Living with Jesus is hard on your sense of self-esteem. After all you are clearly not worthy. People often remark, “I know why you married her but why did she marry you?” You are in love. You worship Jesus. You have a very twisted marriage.

But she wasn’t really Jesus. It wasn’t until much much later that you realized she was actually very repressed, very emotionally unavailable, distant. She was a textbook illustration of Passive-Aggressive Personality Disorder. There was a whole world of anger and pain all closely hidden from the world, hidden even from you. You literally had no idea she was even remotely unhappy. That person whom you thought was perfectly happy and reasonable was in fact a deeply wounded and angry little girl who clearly had issues with self-awareness and vulnerability. There was even what some would call a passive-aggressive arrogance – quietly confident that in every situation she was always right.

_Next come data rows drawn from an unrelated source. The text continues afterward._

//! Common types used across Creditline

use serde::{Deserialize, Serialize};
use sqlx::FromRow;
use time::OffsetDateTime;
use uuid::Uuid;

use crate::error::SharedError;

/// Trim a billing customer id and reject blank input
pub fn normalize_customer_id(raw: &str) -> Result<String, SharedError> {
    let trimmed = raw.trim();
    if trimmed.is_empty() {
        return Err(SharedError::Validation(
            "customer id must not be empty".to_string(),
        ));
    }
    Ok(trimmed.to_string())
}

// =============================================================================
// Enums
// =============================================================================

/// Subscription lifecycle state mirrored from the billing provider
#[derive(Debug, Clone, Copy, PartialEq, Eq, Serialize, Deserialize, sqlx::Type)]
#[sqlx(type_name = "VARCHAR", rename_all = "lowercase")]
#[serde(rename_all = "lowercase")]
pub enum SubscriptionStatus {
    None,
    Active,
    Expired,
    Cancelled,
    Paused,
}

impl Default for SubscriptionStatus {
    fn default() -> Self {
        Self::None
    }
}

impl std::fmt::Display for SubscriptionStatus {
    fn fmt(&self, f: &mut std::fmt::Formatter<'_>) -> std::fmt::Result {
        match self {
            Self::None => write!(f, "none"),
            Self::Active => write!(f, "active"),
            Self::Expired => write!(f, "expired"),
            Self::Cancelled => write!(f, "cancelled"),
            Self::Paused => write!(f, "paused"),
        }
    }
}

impl std::str::FromStr for SubscriptionStatus {
    type Err = SharedError;

    fn from_str(s: &str) -> Result<Self, Self::Err> {
        match s.to_lowercase().as_str() {
            "none" | "" => Ok(Self::None),
            "active" => Ok(Self::Active),
            "expired" => Ok(Self::Expired),
            // Provider dashboards use the US spelling
            "cancelled" | "canceled" => Ok(Self::Cancelled),
            "paused" => Ok(Self::Paused),
            _ => Err(SharedError::InvalidEnum {
                kind: "subscription status",
                value: s.to_string(),
            }),
        }
    }
}

/// Kind of ledger entry
#[derive(Debug, Clone, Copy, PartialEq, Eq, Serialize, Deserialize, sqlx::Type)]
#[sqlx(type_name = "VARCHAR", rename_all = "snake_case")]
#[serde(rename_all = "snake_case")]
pub enum CreditTransactionType {
    /// Credits bought through the billing provider
    Purchase,
    /// Credits spent (message send)
    Deduction,
    /// Credits returned to the user
    Refund,
    /// Provider reversed an earlier refund, credits granted again
    RefundReversal,
    /// Promotional grant
    Bonus,
}

impl std::fmt::Display for CreditTransactionType {
    fn fmt(&self, f: &mut std::fmt::Formatter<'_>) -> std::fmt::Result {
        match self {
            Self::Purchase => write!(f, "purchase"),
            Self::Deduction => write!(f, "deduction"),
            Self::Refund => write!(f, "refund"),
            Self::RefundReversal => write!(f, "refund_reversal"),
            Self::Bonus => write!(f, "bonus"),
        }
    }
}

impl std::str::FromStr for CreditTransactionType {
    type Err = SharedError;

    fn from_str(s: &str) -> Result<Self, Self::Err> {
        match s.to_lowercase().as_str() {
            "purchase" => Ok(Self::Purchase),
            "deduction" => Ok(Self::Deduction),
            "refund" => Ok(Self::Refund),
            "refund_reversal" => Ok(Self::RefundReversal),
            "bonus" => Ok(Self::Bonus),
            _ => Err(SharedError::InvalidEnum {
                kind: "credit transaction type",
                value: s.to_string(),
            }),
        }
    }
}

/// Catalog package type
#[derive(Debug, Clone, Copy, PartialEq, Eq, Serialize, Deserialize, sqlx::Type)]
#[sqlx(type_name = "VARCHAR", rename_all = "snake_case")]
#[serde(rename_all = "snake_case")]
pub enum PackageType {
    OneTime,
    Subscription,
}

impl Default for PackageType {
    fn default() -> Self {
        Self::OneTime
    }
}

impl std::fmt::Display for PackageType {
    fn fmt(&self, f: &mut std::fmt::Formatter<'_>) -> std::fmt::Result {
        match self {
            Self::OneTime => write!(f, "one_time"),
            Self::Subscription => write!(f, "subscription"),
        }
    }
}

impl std::str::FromStr for PackageType {
    type Err = SharedError;

    fn from_str(s: &str) -> Result<Self, Self::Err> {
        match s.to_lowercase().as_str() {
            "one_time" => Ok(Self::OneTime),
            "subscription" => Ok(Self::Subscription),
            _ => Err(SharedError::InvalidEnum {
                kind: "package type",
                value: s.to_string(),
            }),
        }
    }
}

// =============================================================================
// Database Models
// =============================================================================

/// Ledger owner: spendable balance plus mirrored subscription state
#[derive(Debug, Clone, Serialize, Deserialize, FromRow)]
pub struct User {
    pub id: Uuid,
    pub credits: i32,
    /// App-user id at the billing provider, NULL until first linked
    pub billing_customer_id: Option<String>,
    pub subscription_status: SubscriptionStatus,
    pub subscription_product_id: Option<String>,
    pub subscription_expires_at: Option<OffsetDateTime>,
    pub created_at: OffsetDateTime,
    pub updated_at: OffsetDateTime,
    #[sqlx(default)]
    pub deleted_at: Option<OffsetDateTime>,
}

impl User {
    /// A fresh user with the given starting balance
    pub fn new(id: Uuid, credits: i32) -> Self {
        let now = OffsetDateTime::now_utc();
        Self {
            id,
            credits,
            billing_customer_id: None,
            subscription_status: SubscriptionStatus::None,
            subscription_product_id: None,
            subscription_expires_at: None,
            created_at: now,
            updated_at: now,
            deleted_at: None,
        }
    }

    /// Active status with an expiry still in the future
    pub fn has_active_subscription(&self, now: OffsetDateTime) -> bool {
        self.subscription_status == SubscriptionStatus::Active
            && self
                .subscription_expires_at
                .map(|expires_at| expires_at > now)
                .unwrap_or(false)
    }
}

/// Append-only ledger row
#[derive(Debug, Clone, Serialize, Deserialize, FromRow)]
pub struct CreditTransaction {
    pub id: Uuid,
    pub user_id: Uuid,
    #[sqlx(rename = "type")]
    #[serde(rename = "type")]
    pub kind: CreditTransactionType,
    /// Signed amount, negative for deductions
    pub amount: i32,
    pub balance_after: i32,
    /// Provider transaction id; the idempotency key for purchases
    pub external_transaction_id: Option<String>,
    pub product_id: Option<String>,
    pub created_at: OffsetDateTime,
}

/// Dedup marker for a provider webhook event
#[derive(Debug, Clone, Serialize, Deserialize, FromRow)]
pub struct ProcessedWebhookEvent {
    pub event_id: String,
    pub event_type: String,
    pub processed_at: OffsetDateTime,
}

/// Credit package catalog entry
#[derive(Debug, Clone, Serialize, Deserialize, FromRow)]
pub struct CreditPackage {
    pub id: Uuid,
    pub name: String,
    /// Base credit amount before bonus
    pub credits: i32,
    pub bonus_percentage: Option<i32>,
    pub price_cents: i64,
    /// Storefront product id (e.g. `com.example.credits_100`)
    pub provider_product_id: Option<String>,
    /// Provider package key (e.g. `$rc_credits_100`)
    pub provider_package_id: Option<String>,
    pub package_type: PackageType,
}

impl CreditPackage {
    /// Credits granted for one purchase: `base * (1 + bonus/100)`, truncated.
    ///
    /// Integer arithmetic keeps truncation exact (no `109.99999` surprises).
    pub fn credits_to_grant(&self) -> i32 {
        let base = i64::from(self.credits);
        let total = match self.bonus_percentage {
            Some(bonus) => base * (100 + i64::from(bonus)) / 100,
            None => base,
        };
        i32::try_from(total).unwrap_or(i32::MAX)
    }

    /// Product identifiers this package is known under at the provider
    pub fn product_keys(&self) -> impl Iterator<Item = &str> {
        self.provider_product_id
            .as_deref()
            .into_iter()
            .chain(self.provider_package_id.as_deref())
    }
}
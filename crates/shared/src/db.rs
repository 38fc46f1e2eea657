//! Database utilities and connection management

use sqlx::postgres::{PgConnectOptions, PgPool, PgPoolOptions};
use std::{str::FromStr, time::Duration};

/// Create a database connection pool
/// Note: Disables statement cache for PgBouncer compatibility
pub async fn create_pool(database_url: &str, max_connections: u32) -> Result<PgPool, sqlx::Error> {
    // PgBouncer in transaction mode doesn't support prepared statements
    let options = PgConnectOptions::from_str(database_url)?.statement_cache_capacity(0);

    PgPoolOptions::new()
        .max_connections(max_connections)
        .min_connections(0)
        .acquire_timeout(Duration::from_secs(30))
        .idle_timeout(Duration::from_secs(60))
        .max_lifetime(Duration::from_secs(300))
        .connect_with(options)
        .await
}

/// Create a single-connection pool for migrations with a longer acquire timeout
pub async fn create_migration_pool(database_url: &str) -> Result<PgPool, sqlx::Error> {
    let options = PgConnectOptions::from_str(database_url)?.statement_cache_capacity(0);

    PgPoolOptions::new()
        .max_connections(1)
        .min_connections(0)
        .acquire_timeout(Duration::from_secs(120))
        .idle_timeout(Duration::from_secs(30))
        .max_lifetime(Duration::from_secs(180))
        .connect_with(options)
        .await
}

/// Run database migrations
pub async fn run_migrations(pool: &PgPool) -> Result<(), sqlx::migrate::MigrateError> {
    sqlx::migrate!("../../migrations").run(pool).await
}
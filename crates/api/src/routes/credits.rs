//! Credit balance, catalog, purchases and deductions

use axum::{extract::State, http::StatusCode, Json};
use serde::{Deserialize, Serialize};

use creditline_billing::{PackageView, PurchaseClaim, PurchaseOutcome};
use creditline_shared::CreditTransaction;

use crate::auth::AuthUser;
use crate::error::{ApiError, ApiResult};
use crate::state::AppState;

#[derive(Debug, Serialize)]
pub struct BalanceResponse {
    pub credits: i32,
}

#[derive(Debug, Serialize)]
pub struct PackagesResponse {
    pub packages: Vec<PackageView>,
}

#[derive(Debug, Deserialize)]
pub struct DeductRequest {
    pub amount: i32,
    #[serde(default)]
    pub reason: Option<String>,
}

#[derive(Debug, Serialize)]
#[serde(rename_all = "camelCase")]
pub struct DeductResponse {
    pub credits_deducted: i32,
    pub new_balance: i32,
    pub transaction: CreditTransaction,
}

/// Credit a purchase the client completed with the store
///
/// 200 when credits were granted or the purchase was already credited,
/// 400 when it could not be verified or maps to no package.
pub async fn purchase(
    State(state): State<AppState>,
    auth: AuthUser,
    Json(claim): Json<PurchaseClaim>,
) -> ApiResult<(StatusCode, Json<PurchaseOutcome>)> {
    let outcome = state
        .billing
        .reconciler
        .grant_from_verified_purchase(auth.user_id, &claim)
        .await?;

    let status = if outcome.success {
        StatusCode::OK
    } else {
        StatusCode::BAD_REQUEST
    };
    Ok((status, Json(outcome)))
}

pub async fn balance(State(state): State<AppState>, auth: AuthUser) -> ApiResult<Json<BalanceResponse>> {
    let credits = state.billing.credits.balance(auth.user_id).await?;
    Ok(Json(BalanceResponse { credits }))
}

pub async fn packages(State(state): State<AppState>) -> ApiResult<Json<PackagesResponse>> {
    let packages = state.billing.credits.packages().await?;
    Ok(Json(PackagesResponse { packages }))
}

pub async fn deduct(
    State(state): State<AppState>,
    auth: AuthUser,
    Json(req): Json<DeductRequest>,
) -> ApiResult<Json<DeductResponse>> {
    if req.amount <= 0 {
        return Err(ApiError::Validation("amount must be positive".to_string()));
    }
    let reason = req.reason.as_deref().unwrap_or("message");

    let transaction = state
        .billing
        .credits
        .deduct(auth.user_id, req.amount, reason)
        .await?;

    Ok(Json(DeductResponse {
        credits_deducted: req.amount,
        new_balance: transaction.balance_after,
        transaction,
    }))
}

The lack of emotional vulnerability contributed to my growing sense of neediness and romantic starvation. Jesus was apparently above feeling horny or expressing romantic intention. She also did not like to throw around phrases like “I love you”. She was an island and she expected everyone else to be likewise. Years later her best friend would confess, “I really never knew her. I don’t think anyone really did”.

No she wasn’t Jesus. In fairness she never asked to be put on a pedestal. I think. I was looking for a soul mate and she was looking for a business partner.

After almost two decades of being a burden she cut me loose to go “find herself”.

She said she couldn’t stay with someone who was needy.

It has been a while now and time has given me the insight that all those years of marriage could not. It turns out I was a pretty decent husband after all. Spending every day trying to impress the Christ will do that to a person. Apparently she was not perfect, though I would never have believed it.

No one is disappointed in me today. I haven’t failed yet today.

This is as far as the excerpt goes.